* Instructions to follow: Below are several entries. Transcribe exactly those lines that fall from the one with "pure handoff. This" through the one with "buffer absorbing the", end lines included.

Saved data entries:
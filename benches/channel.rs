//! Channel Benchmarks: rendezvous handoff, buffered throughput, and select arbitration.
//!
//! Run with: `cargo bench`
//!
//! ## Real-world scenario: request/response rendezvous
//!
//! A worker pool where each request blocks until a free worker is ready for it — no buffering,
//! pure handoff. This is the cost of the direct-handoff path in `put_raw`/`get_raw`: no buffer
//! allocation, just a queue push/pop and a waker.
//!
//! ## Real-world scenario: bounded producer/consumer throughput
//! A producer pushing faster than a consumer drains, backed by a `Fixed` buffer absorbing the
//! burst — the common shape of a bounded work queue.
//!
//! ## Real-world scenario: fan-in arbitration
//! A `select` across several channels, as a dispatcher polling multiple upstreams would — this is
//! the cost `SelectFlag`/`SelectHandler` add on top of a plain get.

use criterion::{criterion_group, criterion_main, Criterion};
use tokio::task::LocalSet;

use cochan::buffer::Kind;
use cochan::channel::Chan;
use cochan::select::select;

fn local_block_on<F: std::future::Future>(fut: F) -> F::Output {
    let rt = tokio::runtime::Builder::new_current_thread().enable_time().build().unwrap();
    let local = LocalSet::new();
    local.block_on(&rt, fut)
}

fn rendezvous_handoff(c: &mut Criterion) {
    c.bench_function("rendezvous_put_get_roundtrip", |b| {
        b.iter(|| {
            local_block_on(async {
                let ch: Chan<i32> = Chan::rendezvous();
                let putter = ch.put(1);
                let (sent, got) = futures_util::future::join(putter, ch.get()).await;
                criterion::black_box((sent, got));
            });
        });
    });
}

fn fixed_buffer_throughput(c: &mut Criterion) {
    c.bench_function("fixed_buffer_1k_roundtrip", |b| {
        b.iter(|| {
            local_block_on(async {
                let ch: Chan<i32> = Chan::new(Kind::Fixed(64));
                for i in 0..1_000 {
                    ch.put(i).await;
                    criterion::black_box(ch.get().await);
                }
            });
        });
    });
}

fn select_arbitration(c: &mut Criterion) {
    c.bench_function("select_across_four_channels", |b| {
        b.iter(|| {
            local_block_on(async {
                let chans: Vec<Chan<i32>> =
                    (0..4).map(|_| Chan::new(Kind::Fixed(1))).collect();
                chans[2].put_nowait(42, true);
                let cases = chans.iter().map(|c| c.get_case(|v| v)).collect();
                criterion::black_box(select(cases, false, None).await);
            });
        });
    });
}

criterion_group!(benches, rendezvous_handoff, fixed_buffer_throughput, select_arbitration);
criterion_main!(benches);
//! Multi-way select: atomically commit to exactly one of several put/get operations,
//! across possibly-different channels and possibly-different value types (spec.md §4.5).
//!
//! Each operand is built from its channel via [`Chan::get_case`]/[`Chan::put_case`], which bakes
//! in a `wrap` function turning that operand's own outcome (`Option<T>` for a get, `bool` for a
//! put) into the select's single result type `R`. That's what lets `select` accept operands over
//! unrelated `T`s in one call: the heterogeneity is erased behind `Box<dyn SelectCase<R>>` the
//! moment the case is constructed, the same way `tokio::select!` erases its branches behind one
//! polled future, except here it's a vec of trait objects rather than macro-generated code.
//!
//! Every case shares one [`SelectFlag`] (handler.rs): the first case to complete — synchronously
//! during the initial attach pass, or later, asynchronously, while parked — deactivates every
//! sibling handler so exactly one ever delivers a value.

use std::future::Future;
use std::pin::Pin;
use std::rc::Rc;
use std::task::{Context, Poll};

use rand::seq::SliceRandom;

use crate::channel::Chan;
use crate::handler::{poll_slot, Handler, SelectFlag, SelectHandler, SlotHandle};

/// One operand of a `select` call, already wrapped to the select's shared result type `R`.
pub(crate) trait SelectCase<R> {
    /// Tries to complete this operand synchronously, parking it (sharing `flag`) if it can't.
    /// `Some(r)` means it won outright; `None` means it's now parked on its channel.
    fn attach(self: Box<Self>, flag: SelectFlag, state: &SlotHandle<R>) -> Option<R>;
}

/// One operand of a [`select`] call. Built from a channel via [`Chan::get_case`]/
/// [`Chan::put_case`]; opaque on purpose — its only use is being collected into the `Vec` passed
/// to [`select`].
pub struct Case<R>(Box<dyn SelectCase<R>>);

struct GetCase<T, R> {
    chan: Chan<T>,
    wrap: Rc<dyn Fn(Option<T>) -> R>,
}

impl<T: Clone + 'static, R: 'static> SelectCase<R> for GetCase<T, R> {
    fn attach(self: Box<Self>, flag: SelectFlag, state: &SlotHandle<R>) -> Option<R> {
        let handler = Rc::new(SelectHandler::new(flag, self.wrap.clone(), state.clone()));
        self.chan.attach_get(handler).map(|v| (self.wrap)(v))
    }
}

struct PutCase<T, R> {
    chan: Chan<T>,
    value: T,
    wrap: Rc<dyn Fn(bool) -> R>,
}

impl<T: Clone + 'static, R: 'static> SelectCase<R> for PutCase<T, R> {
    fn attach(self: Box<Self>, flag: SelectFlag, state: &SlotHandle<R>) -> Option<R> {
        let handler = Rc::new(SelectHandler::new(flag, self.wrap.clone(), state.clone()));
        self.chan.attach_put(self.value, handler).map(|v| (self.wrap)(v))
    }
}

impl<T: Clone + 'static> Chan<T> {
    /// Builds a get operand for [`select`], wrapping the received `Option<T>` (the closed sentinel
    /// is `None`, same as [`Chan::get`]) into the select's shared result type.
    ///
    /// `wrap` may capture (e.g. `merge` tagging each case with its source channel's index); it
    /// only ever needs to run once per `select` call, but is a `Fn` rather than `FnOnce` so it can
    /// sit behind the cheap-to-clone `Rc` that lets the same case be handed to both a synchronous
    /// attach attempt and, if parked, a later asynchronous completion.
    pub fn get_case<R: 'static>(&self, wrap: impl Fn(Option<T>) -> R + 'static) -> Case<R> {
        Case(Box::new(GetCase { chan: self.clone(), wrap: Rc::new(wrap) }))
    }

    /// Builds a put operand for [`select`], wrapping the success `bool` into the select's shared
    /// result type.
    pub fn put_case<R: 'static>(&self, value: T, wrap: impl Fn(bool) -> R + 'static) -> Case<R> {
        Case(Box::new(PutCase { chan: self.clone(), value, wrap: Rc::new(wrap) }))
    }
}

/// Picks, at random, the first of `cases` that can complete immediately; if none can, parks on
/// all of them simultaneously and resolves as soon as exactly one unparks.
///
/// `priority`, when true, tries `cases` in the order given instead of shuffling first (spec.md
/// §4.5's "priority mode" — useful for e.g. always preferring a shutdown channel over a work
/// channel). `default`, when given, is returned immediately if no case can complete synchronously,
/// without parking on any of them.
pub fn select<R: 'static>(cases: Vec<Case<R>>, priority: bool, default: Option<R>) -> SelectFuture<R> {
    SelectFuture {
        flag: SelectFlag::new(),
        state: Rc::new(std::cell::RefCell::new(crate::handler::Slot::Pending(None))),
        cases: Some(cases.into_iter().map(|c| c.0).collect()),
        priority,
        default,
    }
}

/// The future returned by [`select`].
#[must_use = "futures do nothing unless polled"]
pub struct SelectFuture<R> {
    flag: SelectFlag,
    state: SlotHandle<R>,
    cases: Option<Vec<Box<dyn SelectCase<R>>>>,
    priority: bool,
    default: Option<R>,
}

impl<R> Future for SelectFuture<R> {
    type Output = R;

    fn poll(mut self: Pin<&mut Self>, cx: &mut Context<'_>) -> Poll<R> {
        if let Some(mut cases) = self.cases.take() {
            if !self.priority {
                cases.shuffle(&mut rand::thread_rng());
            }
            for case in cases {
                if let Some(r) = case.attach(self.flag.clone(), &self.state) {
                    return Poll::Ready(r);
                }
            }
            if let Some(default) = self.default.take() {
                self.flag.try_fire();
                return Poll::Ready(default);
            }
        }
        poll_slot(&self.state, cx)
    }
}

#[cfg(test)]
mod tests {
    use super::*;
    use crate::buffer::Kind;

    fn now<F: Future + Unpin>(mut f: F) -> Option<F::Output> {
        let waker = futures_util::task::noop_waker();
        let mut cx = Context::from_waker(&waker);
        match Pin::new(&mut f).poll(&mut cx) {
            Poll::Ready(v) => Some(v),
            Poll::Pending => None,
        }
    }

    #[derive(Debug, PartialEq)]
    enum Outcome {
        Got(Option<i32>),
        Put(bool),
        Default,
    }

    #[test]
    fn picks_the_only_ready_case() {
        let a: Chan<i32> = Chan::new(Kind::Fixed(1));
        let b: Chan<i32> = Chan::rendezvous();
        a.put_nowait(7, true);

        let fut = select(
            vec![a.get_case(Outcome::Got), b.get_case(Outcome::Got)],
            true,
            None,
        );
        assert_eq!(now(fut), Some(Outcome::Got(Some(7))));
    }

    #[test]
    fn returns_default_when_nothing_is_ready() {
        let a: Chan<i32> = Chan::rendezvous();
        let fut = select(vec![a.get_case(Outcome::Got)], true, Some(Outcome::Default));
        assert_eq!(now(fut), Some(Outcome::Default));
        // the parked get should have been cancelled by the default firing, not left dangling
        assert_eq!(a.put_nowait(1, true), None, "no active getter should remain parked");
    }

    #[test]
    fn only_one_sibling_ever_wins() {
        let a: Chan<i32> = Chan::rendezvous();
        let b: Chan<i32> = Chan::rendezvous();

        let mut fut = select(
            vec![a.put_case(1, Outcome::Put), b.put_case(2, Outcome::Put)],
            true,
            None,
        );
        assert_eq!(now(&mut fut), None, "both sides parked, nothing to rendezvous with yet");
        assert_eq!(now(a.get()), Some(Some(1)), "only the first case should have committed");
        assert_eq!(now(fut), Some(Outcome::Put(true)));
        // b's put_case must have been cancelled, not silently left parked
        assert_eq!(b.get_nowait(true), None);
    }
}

* Solution for this problem:
//! pure handoff. This is the cost of the direct-handoff path in `put_raw`/`get_raw`: no buffer
//! allocation, just a queue push/pop and a waker.
//!
//! ## Real-world scenario: bounded producer/consumer throughput
//! A producer pushing faster than a consumer drains, backed by a `Fixed` buffer absorbing the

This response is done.